On Tuesday, Kelly said he did not favor one proposal over the other.

“At this point, I would say it is premature for us to pick sides,” said Kelly, adding, “The fact that both bills have this concept in there is a great success.”

In the Senate, however, proponents of payment reform have said that the language included in the Finance Committee bill is stronger than the House proposal.

“We would say no study, no delay,” Klobuchar said.

“It would not give veto power to Congress later on and it would be a straight rewarding of cost efficiency as opposed to putting in some money for the inefficient states.”

Though the measure made it over a major hurdle today when Baucus decided to include the language, there is still the likelihood that details will change.

The bill that is ultimately passed out of the Finance Committee will need to be merged with the bill that the Health Committee passed. Then, the resulting legislation will need to be passed by the Senate. Likewise, the health care bills on the House side also need to be merged and passed. At the end of all of that, the bills will go to conference committee to reach final agreement. And, at each stage, changes to the measure could be made.

Cynthia Dizikes covers Minnesota’s congressional delegation and reports on issues and developments in Washington, D.C. She can be reached at cdizikes[at]minnpost[dot]com.

Comments (22)

  1. Submitted by Rebecca Hoover on 09/22/2009 - 06:30 pm.

    The problem with Klobuchar is that she still is not paying attention to the needs of average Minnesotans.
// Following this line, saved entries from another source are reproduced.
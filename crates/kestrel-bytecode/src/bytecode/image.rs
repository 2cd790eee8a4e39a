//! Linked program image and its on-disk form.
//!
//! Layout: a 32-byte [`Header`] followed by the code stream.

use std::io;
use std::path::Path;

use super::constants::{CODE_SIZE, ENTRY_SIZE, IMAGE_HEADER_SIZE, MAGIC, UNKNOWN_ADDR, VERSION};
use super::instructions::{DecodeError, Instruction};

/// Image file header.
///
/// - 0-3: magic
/// - 4-7: version
/// - 8-11: CRC32 of the code bytes
/// - 12-15: entry address
/// - 16-19: code length
/// - 20-31: reserved
#[derive(Clone, Copy, Debug, PartialEq, Eq)]
pub struct Header {
    pub magic: [u8; 4],
    pub version: u32,
    pub checksum: u32,
    pub entry: u32,
    pub code_len: u32,
    pub _reserved: [u8; 12],
}

impl Default for Header {
    fn default() -> Self {
        Self {
            magic: MAGIC,
            version: VERSION,
            checksum: 0,
            entry: 0,
            code_len: 0,
            _reserved: [0; 12],
        }
    }
}

impl Header {
    /// Decode from the first [`IMAGE_HEADER_SIZE`] bytes. The caller checks the length.
    fn from_bytes(bytes: &[u8]) -> Self {
        let word = |at: usize| {
            u32::from_le_bytes([bytes[at], bytes[at + 1], bytes[at + 2], bytes[at + 3]])
        };
        let mut reserved = [0u8; 12];
        reserved.copy_from_slice(&bytes[20..32]);
        Self {
            magic: [bytes[0], bytes[1], bytes[2], bytes[3]],
            version: word(4),
            checksum: word(8),
            entry: word(12),
            code_len: word(16),
            _reserved: reserved,
        }
    }

    pub fn to_bytes(&self) -> [u8; IMAGE_HEADER_SIZE] {
        let mut bytes = [0u8; IMAGE_HEADER_SIZE];
        bytes[0..4].copy_from_slice(&self.magic);
        bytes[4..8].copy_from_slice(&self.version.to_le_bytes());
        bytes[8..12].copy_from_slice(&self.checksum.to_le_bytes());
        bytes[12..16].copy_from_slice(&self.entry.to_le_bytes());
        bytes[16..20].copy_from_slice(&self.code_len.to_le_bytes());
        bytes[20..32].copy_from_slice(&self._reserved);
        bytes
    }
}

/// Image load error.
#[derive(Debug, thiserror::Error)]
pub enum ImageError {
    #[error("invalid magic: expected KSTL")]
    InvalidMagic,
    #[error("unsupported version: {0} (expected {VERSION})")]
    UnsupportedVersion(u32),
    #[error("file too small: {0} bytes (minimum {IMAGE_HEADER_SIZE})")]
    FileTooSmall(usize),
    #[error("size mismatch: header says {header} code bytes, got {actual}")]
    SizeMismatch { header: u32, actual: usize },
    #[error("code size exceeded: {0} bytes, limit {CODE_SIZE}")]
    CodeTooLarge(usize),
    #[error("code length {0} is not a whole number of instructions")]
    PartialInstruction(u32),
    #[error("checksum mismatch: header says {expected:#010x}, code hashes to {actual:#010x}")]
    ChecksumMismatch { expected: u32, actual: u32 },
    #[error("entry address {entry} is outside the code")]
    InvalidEntry { entry: u32 },
    #[error("unresolved jump target at {addr:#06x}")]
    Unresolved { addr: u32 },
    #[error("malformed instruction at {addr:#06x}: {source}")]
    Malformed { addr: u32, source: DecodeError },
    #[error("io error: {0}")]
    Io(#[from] io::Error),
}

/// A linked program: code whose jump targets are all resolved, plus its entry address.
///
/// Execution ends when the instruction pointer reaches [`Image::end`].
#[derive(Clone, Debug, PartialEq, Eq)]
pub struct Image {
    header: Header,
    code: Vec<u8>,
}

impl Image {
    /// Wrap linked code.
    ///
    /// Only the layout is checked here: size, whole instructions, and an
    /// entry on an instruction boundary within the code.
    pub fn new(code: Vec<u8>, entry: u32) -> Result<Self, ImageError> {
        check_layout(code.len(), entry)?;
        let header = Header {
            checksum: crc32fast::hash(&code),
            entry,
            code_len: code.len() as u32,
            ..Header::default()
        };
        Ok(Self { header, code })
    }

    pub fn from_bytes(bytes: &[u8]) -> Result<Self, ImageError> {
        if bytes.len() < IMAGE_HEADER_SIZE {
            return Err(ImageError::FileTooSmall(bytes.len()));
        }

        let header = Header::from_bytes(&bytes[..IMAGE_HEADER_SIZE]);
        if header.magic != MAGIC {
            return Err(ImageError::InvalidMagic);
        }
        if header.version != VERSION {
            return Err(ImageError::UnsupportedVersion(header.version));
        }

        let code = &bytes[IMAGE_HEADER_SIZE..];
        if header.code_len as usize != code.len() {
            return Err(ImageError::SizeMismatch {
                header: header.code_len,
                actual: code.len(),
            });
        }
        if code.len() > CODE_SIZE {
            return Err(ImageError::CodeTooLarge(code.len()));
        }

        let actual = crc32fast::hash(code);
        if actual != header.checksum {
            return Err(ImageError::ChecksumMismatch {
                expected: header.checksum,
                actual,
            });
        }
        check_layout(code.len(), header.entry)?;

        let image = Self {
            header,
            code: code.to_vec(),
        };
        image.validate()?;
        Ok(image)
    }

    pub fn from_path(path: impl AsRef<Path>) -> Result<Self, ImageError> {
        let bytes = std::fs::read(path)?;
        Self::from_bytes(&bytes)
    }

    pub fn to_bytes(&self) -> Vec<u8> {
        let mut out = Vec::with_capacity(IMAGE_HEADER_SIZE + self.code.len());
        out.extend_from_slice(&self.header.to_bytes());
        out.extend_from_slice(&self.code);
        out
    }

    pub fn save(&self, path: impl AsRef<Path>) -> Result<(), ImageError> {
        std::fs::write(path, self.to_bytes())?;
        Ok(())
    }

    /// Every instruction decodes and no jump still carries the unknown sentinel.
    fn validate(&self) -> Result<(), ImageError> {
        for (addr, decoded) in super::code::decode_all(&self.code) {
            let instr = decoded.map_err(|source| ImageError::Malformed { addr, source })?;
            if instr.target() == Some(UNKNOWN_ADDR) {
                return Err(ImageError::Unresolved { addr });
            }
        }
        Ok(())
    }

    pub fn header(&self) -> &Header {
        &self.header
    }

    pub fn entry(&self) -> u32 {
        self.header.entry
    }

    /// Address one past the last instruction.
    pub fn end(&self) -> u32 {
        self.code.len() as u32
    }

    pub fn code(&self) -> &[u8] {
        &self.code
    }

    /// Decode the instruction starting at `addr`.
    pub fn decode_at(&self, addr: u32) -> Result<Instruction, DecodeError> {
        let start = addr as usize;
        let end = (start + ENTRY_SIZE).min(self.code.len());
        Instruction::decode(self.code.get(start..end).unwrap_or(&[]))
    }
}

fn check_layout(len: usize, entry: u32) -> Result<(), ImageError> {
    if len > CODE_SIZE {
        return Err(ImageError::CodeTooLarge(len));
    }
    if len % ENTRY_SIZE != 0 {
        return Err(ImageError::PartialInstruction(len as u32));
    }
    if entry as usize > len || entry as usize % ENTRY_SIZE != 0 {
        return Err(ImageError::InvalidEntry { entry });
    }
    Ok(())
}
All of those without coverage because of senators like Klobuchar are not going to be all that interested in this “big win”. Klobuchar needs to start paying attention to what average Minnesotans need.

    Wherever I go I hear people expressing concern about Klobuchar’s handling of the health care issue. Just today I talked to a woman who had even helped raise money for Klobuchar and who had hosted a house party of Klobuchar, and she was furious at the way Klobuchar is not working to get coverage for all Minnesotans.

  2. Submitted by Paul Brandon on 09/23/2009 - 09:52 am.

    Note that the real reason that ALL Minnesotans do not have health care insurance is TPaw’s budget cuts.
    And of course the ‘average’ Minnesotan does have health care insurance; it’s a small but significant minority that doesn’t.

  3. Submitted by Paul Brandon on 09/23/2009 - 09:57 am.

    If the final bill actually measures health care quality (with proper control for the initial health of populations) rather than simply health care cost and treatment measures, the gain for states like Minnesota will be much less than anticipated.
    A large part of the treatment cost difference is that in states with large poor and uninsured populations, people have less preventive care and early diagnosis, leading to more expensive treatment when they show up in the emergency room.
    As far as I know, Klobuchar’s bill does not address this; only broadening health care coverage would.

  4. Submitted by Greg Kapphahn on 09/23/2009 - 10:01 am.

    If this change in medicare is included in the final bill, it will be not only a great victory in fairness for medically efficient states such as Minnesota, but also stands to reduce the overall cost of medicare nationwide as those physicians and hospitals who make a great deal of money performing a large number of futile procedures on frail, elderly people in the last few months of their lives find they will no longer be handsomely rewarded for doing so.

    As to the needs of regular Minnesotans, all these details have yet to be hammered out. There is no doubt that, at this point in time, no matter how much Senators Franken and Klobuchar might battle for exactly the bill we want, that’s not what we’re going to get.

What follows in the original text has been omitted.